• YOUR ASSIGNMENT
Each record needs to be transcribed exactly.

• GIVEN INFORMATION
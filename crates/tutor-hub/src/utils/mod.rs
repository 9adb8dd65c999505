//! Utilities module - text helpers and crash-safe JSON file access

pub mod json_file;
pub mod text_utils;

// Re-export commonly used utilities
pub use json_file::{atomic_write_json, read_json};
pub use text_utils::TextUtils;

• RESULT OF THE EXERCISE
filename crates/tutor-hub/src/utils/mod.rs
repository 9adb8dd65c999505
//! Utilities module - text helpers and crash-safe JSON file access

pub mod json_file;
pub mod text_utils;

// Re-export commonly used utilities
pub use json_file::{atomic_write_json, read_json};
pub use text_utils::TextUtils;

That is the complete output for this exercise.